The Stallions are the soccer team of Club Marconi, a social and sporting club founded in 1958 by immigrants from Italy who settled in Sydney's western suburbs. It earned promotion to the top tier of soccer in New South Wales and established itself as one of the strongest clubs in Sydney during the 1970s, before becoming a founding member of the National Soccer League in 1977. Marconi was, along with South Melbourne, one of just two clubs to compete in all 27 seasons of the now-defunct National Soccer League. The club won its first national title in 1979 but the Stallions' heyday came in the late 1980s and early 1990s, when they won a further three NSL titles across six seasons, twice also finishing on top of the ladder as minor premiers.

Marconi has produced at least six former captains of the Australia national soccer team, while former Italy national football team striker Christian Vieri came through its junior ranks while his father Roberto lived and played in Sydney. Other Marconi youth products include former Australian winger Harry Kewell, veteran national team goalkeeper Mark Schwarzer, current Real Sociedad and former Brighton and Hove Albion goalkeeper Matt Ryan, ex-Lazio and Fiorentina midfielder Paul Okon, and former Bari striker Frank Farina, who went on to coach the Australia national soccer team.
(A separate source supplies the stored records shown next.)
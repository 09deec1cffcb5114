#![forbid(unsafe_code)]

//! Enumerates a channel's uploads playlist, newest first.

use log::{debug, info};
use serde::Deserialize;

use crate::api::{ApiTransport, DataApi};
use crate::channel::ChannelListResponse;
use crate::error::{CollectorError, Result};

/// Largest page `playlistItems.list` will return.
pub const PAGE_SIZE: usize = 50;

#[derive(Debug, Deserialize)]
#[serde(rename_all = "camelCase")]
struct PlaylistItemsPage {
    #[serde(default)]
    items: Vec<PlaylistItem>,
    #[serde(default)]
    next_page_token: Option<String>,
}

#[derive(Debug, Deserialize)]
struct PlaylistItem {
    #[serde(default)]
    snippet: Option<PlaylistSnippet>,
}

#[derive(Debug, Deserialize)]
#[serde(rename_all = "camelCase")]
struct PlaylistSnippet {
    #[serde(default)]
    resource_id: Option<ResourceId>,
}

#[derive(Debug, Deserialize)]
#[serde(rename_all = "camelCase")]
struct ResourceId {
    #[serde(default)]
    video_id: Option<String>,
}

impl PlaylistItem {
    fn into_video_id(self) -> Option<String> {
        self.snippet?
            .resource_id?
            .video_id
            .filter(|id| !id.is_empty())
    }
}

impl<T: ApiTransport> DataApi<T> {
    /// Looks up the playlist that holds every upload of `channel_id`.
    pub fn uploads_playlist_id(&self, channel_id: &str) -> Result<String> {
        let response: ChannelListResponse =
            self.get_as("channels", &[("part", "contentDetails"), ("id", channel_id)])?;

        let item = response
            .items
            .into_iter()
            .next()
            .ok_or_else(|| CollectorError::NotFound(format!("no channel found with id {channel_id}")))?;

        item.content_details
            .and_then(|details| details.related_playlists)
            .and_then(|playlists| playlists.uploads)
            .filter(|uploads| !uploads.is_empty())
            .ok_or_else(|| {
                CollectorError::NotFound(format!("channel {channel_id} has no uploads playlist"))
            })
    }

    /// Lists video ids uploaded by `channel_id`, newest first.
    ///
    /// With `max_results`, stops requesting pages as soon as enough ids have
    /// been collected and returns exactly that many. `Some(0)` means no limit.
    pub fn list_video_ids(&self, channel_id: &str, max_results: Option<usize>) -> Result<Vec<String>> {
        let limit = max_results.filter(|&limit| limit > 0);
        let playlist_id = self.uploads_playlist_id(channel_id)?;
        debug!("uploads playlist for {channel_id} is {playlist_id}");

        let page_size = PAGE_SIZE.to_string();
        let mut video_ids = Vec::new();
        let mut page_token: Option<String> = None;
        let mut pages = 0usize;

        loop {
            let mut params = vec![
                ("part", "snippet"),
                ("playlistId", playlist_id.as_str()),
                ("maxResults", page_size.as_str()),
            ];
            if let Some(token) = page_token.as_deref() {
                params.push(("pageToken", token));
            }

            let page: PlaylistItemsPage = self.get_as("playlistItems", &params)?;
            pages += 1;

            for item in page.items {
                let Some(video_id) = item.into_video_id() else {
                    debug!("skipping playlist item without a video id");
                    continue;
                };
                video_ids.push(video_id);

                if let Some(limit) = limit
                    && video_ids.len() >= limit
                {
                    video_ids.truncate(limit);
                    info!("Collected {limit} video ids after {pages} page(s)");
                    return Ok(video_ids);
                }
            }

            match page.next_page_token.filter(|token| !token.is_empty()) {
                Some(token) => page_token = Some(token),
                None => break,
            }
        }

        info!("Collected {} video ids after {pages} page(s)", video_ids.len());
        Ok(video_ids)
    }
}

#[cfg(test)]
mod tests {
    use super::*;
    use crate::api::testing::{FakeTransport, fake_api};
    use serde_json::{Value, json};
    use std::time::{Duration, Instant};

    const CHANNEL_ID: &str = "UC-lHJZR3Gqxm24_Vd_AJ5Yw";
    const UPLOADS_ID: &str = "UU-lHJZR3Gqxm24_Vd_AJ5Yw";

    fn uploads_response() -> Value {
        json!({
            "items": [{
                "id": CHANNEL_ID,
                "contentDetails": {"relatedPlaylists": {"uploads": UPLOADS_ID}}
            }]
        })
    }

    fn page(ids: &[&str], next: Option<&str>) -> Value {
        let items: Vec<Value> = ids
            .iter()
            .map(|id| json!({"snippet": {"resourceId": {"kind": "youtube#video", "videoId": id}}}))
            .collect();
        match next {
            Some(token) => json!({"items": items, "nextPageToken": token}),
            None => json!({"items": items}),
        }
    }

    #[test]
    fn walks_every_page_in_order() {
        let api = fake_api(
            FakeTransport::new()
                .respond("channels", uploads_response())
                .respond("playlistItems", page(&["v5", "v4"], Some("p2")))
                .respond("playlistItems", page(&["v3", "v2"], Some("p3")))
                .respond("playlistItems", page(&["v1"], None)),
        );

        let ids = api.list_video_ids(CHANNEL_ID, None).unwrap();
        assert_eq!(ids, vec!["v5", "v4", "v3", "v2", "v1"]);

        let pages = api.transport().calls_to("playlistItems");
        assert_eq!(pages.len(), 3);
        assert_eq!(pages[0].param("pageToken"), None);
        assert_eq!(pages[1].param("pageToken"), Some("p2"));
        assert_eq!(pages[2].param("pageToken"), Some("p3"));
        assert!(pages.iter().all(|call| call.param("maxResults") == Some("50")));
        assert!(pages.iter().all(|call| call.param("playlistId") == Some(UPLOADS_ID)));
    }

    #[test]
    fn waits_after_lookup_and_every_page() {
        let delay = Duration::from_millis(20);
        let api = fake_api(
            FakeTransport::new()
                .respond("channels", uploads_response())
                .respond("playlistItems", page(&["v3", "v2"], Some("p2")))
                .respond("playlistItems", page(&["v1"], None)),
        )
        .with_delay(delay);

        let started = Instant::now();
        let ids = api.list_video_ids(CHANNEL_ID, None).unwrap();
        assert_eq!(ids.len(), 3);
        assert!(started.elapsed() >= delay * 3);
    }

    #[test]
    fn stops_paging_once_limit_is_reached() {
        let api = fake_api(
            FakeTransport::new()
                .respond("channels", uploads_response())
                .respond("playlistItems", page(&["v5", "v4", "v3"], Some("p2")))
                .respond("playlistItems", page(&["v2", "v1"], None)),
        );

        let ids = api.list_video_ids(CHANNEL_ID, Some(2)).unwrap();
        assert_eq!(ids, vec!["v5", "v4"]);
        assert_eq!(api.transport().calls_to("playlistItems").len(), 1);
    }

    #[test]
    fn limit_spanning_pages_returns_exact_prefix() {
        let api = fake_api(
            FakeTransport::new()
                .respond("channels", uploads_response())
                .respond("playlistItems", page(&["v5", "v4"], Some("p2")))
                .respond("playlistItems", page(&["v3", "v2"], Some("p3")))
                .respond("playlistItems", page(&["v1"], None)),
        );

        let ids = api.list_video_ids(CHANNEL_ID, Some(3)).unwrap();
        assert_eq!(ids, vec!["v5", "v4", "v3"]);
        assert_eq!(api.transport().calls_to("playlistItems").len(), 2);
    }

    #[test]
    fn zero_limit_means_everything() {
        let api = fake_api(
            FakeTransport::new()
                .respond("channels", uploads_response())
                .respond("playlistItems", page(&["v2", "v1"], None)),
        );
        assert_eq!(api.list_video_ids(CHANNEL_ID, Some(0)).unwrap(), vec!["v2", "v1"]);
    }

    #[test]
    fn uploads_lookup_queries_content_details() {
        let api = fake_api(FakeTransport::new().respond("channels", uploads_response()));
        assert_eq!(api.uploads_playlist_id(CHANNEL_ID).unwrap(), UPLOADS_ID);

        let calls = api.transport().calls();
        assert_eq!(calls[0].param("part"), Some("contentDetails"));
        assert_eq!(calls[0].param("id"), Some(CHANNEL_ID));
    }

    #[test]
    fn missing_channel_is_not_found() {
        let api = fake_api(FakeTransport::new().respond("channels", json!({"items": []})));
        let err = api.list_video_ids(CHANNEL_ID, None).unwrap_err();
        assert!(matches!(err, CollectorError::NotFound(_)));
        assert!(api.transport().calls_to("playlistItems").is_empty());
    }

    #[test]
    fn channel_without_uploads_is_not_found() {
        let api = fake_api(
            FakeTransport::new().respond("channels", json!({"items": [{"id": CHANNEL_ID}]})),
        );
        let err = api.uploads_playlist_id(CHANNEL_ID).unwrap_err();
        assert!(err.to_string().contains("no uploads playlist"));
    }

    #[test]
    fn page_failure_discards_partial_results() {
        let api = fake_api(
            FakeTransport::new()
                .respond("channels", uploads_response())
                .respond("playlistItems", page(&["v3", "v2"], Some("p2")))
                .fail("playlistItems", "HTTP 500"),
        );
        let err = api.list_video_ids(CHANNEL_ID, None).unwrap_err();
        assert!(matches!(err, CollectorError::Transport { .. }));
    }

    #[test]
    fn items_without_video_ids_are_ignored() {
        let api = fake_api(
            FakeTransport::new()
                .respond("channels", uploads_response())
                .respond(
                    "playlistItems",
                    json!({"items": [{"snippet": {}}, {"snippet": {"resourceId": {"videoId": "v1"}}}]}),
                ),
        );
        assert_eq!(api.list_video_ids(CHANNEL_ID, None).unwrap(), vec!["v1"]);
    }
}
Marconi currently competes in the National Premier Leagues NSW; the second tier of the game in Australia. Its home games are played at the 9000-capacity Marconi Stadium in the suburb of Bossley Park in Sydney's west; a venue known affectionately by players and fans as the Palace. Over the years, the club has been known as Club Marconi, Marconi-Datsun Leopards, Marconi-Fairfield and Marconi Stallions.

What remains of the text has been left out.